Support Questions
Find answers, ask questions, and share your expertise
Announcements
Alert: Welcome to the Unified Cloudera Community. Former HCC members be sure to read and learn how to activate your account here.

Impala ODBC/JDBC bad performance - rows fetch is very slow from a remote server compared with NN

Solved Go to solution

Re: Impala ODBC/JDBC bad performance - rows fetch is very slow from a remote server compared with NN

Master Collaborator

In Impala 2.11 we actually capped the max batch_size setting. Before that you could set it to an arbitrarily high value, which could have strange consequences. It's still a bit of a use-at-your-own-risk setting since it can have consequences for memory consumption and performance.

 

The real fix for this would be https://issues.apache.org/jira/browse/IMPALA-1618. Setting batch_size is just a workaround that may or may not work for you.

Re: Impala ODBC/JDBC bad performance - rows fetch is very slow from a remote server compared with NN

Expert Contributor

Hi @Tim Armstrong

While IMPALA-1618 steel open and unresolved, I confirmed that this "workaround" is safe and efficient (I'm using it on a large scope and during more than 9 months) so that this is the only solution I find to solve or -get around- this big problem.

Hope that the main problem will be fixed ASAP.
Thanks for the remark.

Re: Impala ODBC/JDBC bad performance - rows fetch is very slow from a remote server compared with NN

Explorer

Can you tell me the way to set the BATCH_SIZE for impala jdbc connection? I tried but it is not working for me.

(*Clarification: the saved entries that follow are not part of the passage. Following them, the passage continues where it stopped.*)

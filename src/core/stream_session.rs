//! Streaming session with reconnect policy
//!
//! Owns one authenticated order stream. The receive loop does I/O only: every
//! decoded hint and every connection change is forwarded over a channel to
//! whoever owns the session state.
//!
//! ```text
//! Disconnected -> Connecting -> Connected -> Disconnected -> Connecting ...
//!                                    \-> Closed (manual close only)
//! ```

use std::sync::Arc;
use std::time::Duration;

use tokio::sync::{mpsc, oneshot, watch};
use tokio::task::JoinHandle;
use tracing::{debug, info, warn};

use crate::clients::{OrderHint, StreamConnection, StreamConnector};

#[derive(Debug, Clone, Copy, PartialEq, Eq, serde::Serialize)]
pub enum StreamState {
    Disconnected,
    Connecting,
    Connected,
    Closed,
}

#[derive(Debug, Clone, PartialEq)]
pub enum StreamEvent {
    /// A reconnect succeeded. The first connection is signalled through the
    /// oneshot returned by `spawn` instead.
    Reconnected,
    Hint(OrderHint),
    Disconnected { reason: String },
    ReconnectExhausted { attempts: u32, last_error: String },
}

/// Fixed-delay reconnect with a bounded attempt budget. The budget resets
/// after every successful connection.
#[derive(Debug, Clone, Copy)]
pub struct ReconnectPolicy {
    pub delay: Duration,
    pub max_attempts: u32,
}

impl Default for ReconnectPolicy {
    fn default() -> Self {
        Self {
            delay: Duration::from_secs(5),
            max_attempts: 3,
        }
    }
}

pub struct StreamSession {
    state: watch::Receiver<StreamState>,
    closing: watch::Sender<bool>,
    task: Option<JoinHandle<()>>,
}

impl StreamSession {
    /// Start connecting in the background. The returned oneshot fires once,
    /// on the first successful connection; it is dropped unfired if the
    /// session gives up or is closed first.
    pub fn spawn<T>(
        connector: Arc<dyn StreamConnector>,
        policy: ReconnectPolicy,
        events: mpsc::Sender<T>,
    ) -> (Self, oneshot::Receiver<()>)
    where
        T: From<StreamEvent> + Send + 'static,
    {
        let (state_tx, state_rx) = watch::channel(StreamState::Disconnected);
        let (closing_tx, closing_rx) = watch::channel(false);
        let (connected_tx, connected_rx) = oneshot::channel();

        let worker = StreamWorker {
            connector,
            policy,
            events,
            state: state_tx,
            closing: closing_rx,
        };
        let task = tokio::spawn(worker.run(connected_tx));

        (
            Self {
                state: state_rx,
                closing: closing_tx,
                task: Some(task),
            },
            connected_rx,
        )
    }

    pub fn state(&self) -> StreamState {
        *self.state.borrow()
    }

    /// Manual close: raise the flag, then let the worker close the transport.
    /// No reconnect follows. Waits up to `timeout` for the worker.
    pub async fn close(&mut self, timeout: Duration) {
        let _ = self.closing.send(true);

        if let Some(mut task) = self.task.take() {
            if tokio::time::timeout(timeout, &mut task).await.is_err() {
                warn!("⚠️ Stream worker did not stop within {:?}; aborting", timeout);
                task.abort();
            }
        }
    }
}

impl Drop for StreamSession {
    fn drop(&mut self) {
        let _ = self.closing.send(true);
        if let Some(task) = self.task.take() {
            task.abort();
        }
    }
}

struct StreamWorker<T> {
    connector: Arc<dyn StreamConnector>,
    policy: ReconnectPolicy,
    events: mpsc::Sender<T>,
    state: watch::Sender<StreamState>,
    closing: watch::Receiver<bool>,
}

/// Resolves once the manual-close flag is raised or the session handle is gone
async fn closed(closing: &mut watch::Receiver<bool>) {
    loop {
        if *closing.borrow() {
            return;
        }
        if closing.changed().await.is_err() {
            return;
        }
    }
}

impl<T> StreamWorker<T>
where
    T: From<StreamEvent> + Send + 'static,
{
    fn is_closing(&self) -> bool {
        *self.closing.borrow()
    }

    fn set_state(&self, state: StreamState) {
        let _ = self.state.send(state);
    }

    /// Forward an event unless the session is being closed
    async fn forward(&mut self, event: StreamEvent) -> bool {
        let events = self.events.clone();
        tokio::select! {
            sent = events.send(T::from(event)) => sent.is_ok(),
            _ = closed(&mut self.closing) => false,
        }
    }

    async fn run(mut self, connected_tx: oneshot::Sender<()>) {
        let mut connected_tx = Some(connected_tx);
        let mut attempts: u32 = 0;
        let mut last_error = String::new();

        loop {
            if self.is_closing() {
                break;
            }

            self.set_state(StreamState::Connecting);
            let connector = Arc::clone(&self.connector);
            let result = tokio::select! {
                r = connector.connect() => r,
                _ = closed(&mut self.closing) => break,
            };

            match result {
                Ok(connection) => {
                    attempts = 0;
                    self.set_state(StreamState::Connected);

                    match connected_tx.take() {
                        Some(tx) => {
                            let _ = tx.send(());
                        }
                        None => {
                            info!("🔄 Order stream reconnected");
                            if !self.forward(StreamEvent::Reconnected).await {
                                break;
                            }
                        }
                    }

                    match self.pump(connection).await {
                        Some(reason) => {
                            warn!("⚠️ Order stream dropped: {}", reason);
                            self.set_state(StreamState::Disconnected);
                            last_error = reason.clone();
                            if !self.forward(StreamEvent::Disconnected { reason }).await {
                                break;
                            }
                        }
                        None => break,
                    }
                }
                Err(e) => {
                    warn!("❌ Order stream connect failed: {}", e);
                    self.set_state(StreamState::Disconnected);
                    last_error = e.to_string();
                }
            }

            if attempts >= self.policy.max_attempts {
                warn!(
                    "❌ Order stream gave up after {} reconnect attempts",
                    attempts
                );
                self.set_state(StreamState::Disconnected);
                let _ = self
                    .forward(StreamEvent::ReconnectExhausted { attempts, last_error })
                    .await;
                return;
            }

            attempts += 1;
            debug!(
                "Reconnect attempt {}/{} in {:?}",
                attempts, self.policy.max_attempts, self.policy.delay
            );
            tokio::select! {
                _ = tokio::time::sleep(self.policy.delay) => {}
                _ = closed(&mut self.closing) => break,
            }
        }

        self.set_state(StreamState::Closed);
        debug!("Order stream worker closed");
    }

    /// Read until the connection ends. Returns the drop reason, or `None`
    /// when the session was closed manually (transport already closed).
    async fn pump(&mut self, mut connection: Box<dyn StreamConnection>) -> Option<String> {
        loop {
            let next = tokio::select! {
                biased;
                _ = closed(&mut self.closing) => {
                    connection.close().await;
                    return None;
                }
                next = connection.next_hint() => next,
            };

            match next {
                Some(Ok(hint)) => {
                    if !self.forward(StreamEvent::Hint(hint)).await {
                        connection.close().await;
                        return None;
                    }
                }
                Some(Err(e)) => return Some(e.to_string()),
                None => {
                    if self.is_closing() {
                        return None;
                    }
                    return Some("connection closed by peer".to_string());
                }
            }
        }
    }
}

Re: Impala ODBC/JDBC bad performance - rows fetch is very slow from a remote server compared with NN

Expert Contributor

Hi @Bishnup

ConfiguringServer-SideProperties
When connecting to a server that is running Impala 2.0 or later, you can use the driver to apply configuration properties to the server by setting the properties in the connection URL.
https://www.cloudera.com/documentation/other/connectors/impala-jdbc/latest/Cloudera-JDBC-Driver-for-...

Good luck.

Re: Impala ODBC/JDBC bad performance - rows fetch is very slow from a remote server compared with NN

Explorer

Hi @AcharkiMed

 

I tried setting the Batch size in the connection URL but I didn't get any performance boost in the query fetching time. I have posted my usecase in the cloudera forum. Kindly answer my questions :

 

 

Re: Impala ODBC/JDBC bad performance - rows fetch is very slow from a remote server compared with NN

Expert Contributor

Hi,

Please try to change all these 3 params:

TSaslTransportBufSize=4000;
RowsFetchedPerBlock=60536;
SSP_BATCH_SIZE=60536;

Re: Impala ODBC/JDBC bad performance - rows fetch is very slow from a remote server compared with NN

Explorer

Hi @AcharkiMed

 

As you suggested me to set 

TSaslTransportBufSize=4000;
RowsFetchedPerBlock=60536;
SSP_BATCH_SIZE=60536;

in the connection URL. I did the changes but i am getting these errors

java.sql.SQLException: [Simba][ImpalaJDBCDriver](500051) ERROR processing query/ statement. Error Code: 0, SQL state: TStatus(statusCode:ERROR_STATUS, sqlState:H Y000, errorMessage:Invalid query option: SSP_BATCH_SIZE
), Query: SET SSP_BATCH_SIZE=60536.
        at com.cloudera.hivecommon.api.HS2Client.executeStatementInternal(Unknow n Source) ~[Impala-JDBC-41-1.0.0.jar!/:na]

 and 

java.sql.SQLException: [Simba][ImpalaJDBCDriver](500051) ERROR processing query/statement. Error Code: 0, SQL state: TStatus(statusCode:ERROR_STATUS, sqlState:HY000, errorMessage:Invalid query option: TSaslTransportBufSize
), Query: SET TSaslTransportBufSize=4000.

Help me set up the property.

 

Thank You,

Bishnu

Re: Impala ODBC/JDBC bad performance - rows fetch is very slow from a remote server compared with NN

Expert Contributor

Hi @Bishnup

If you still have the same problem please try to share with us your URL string.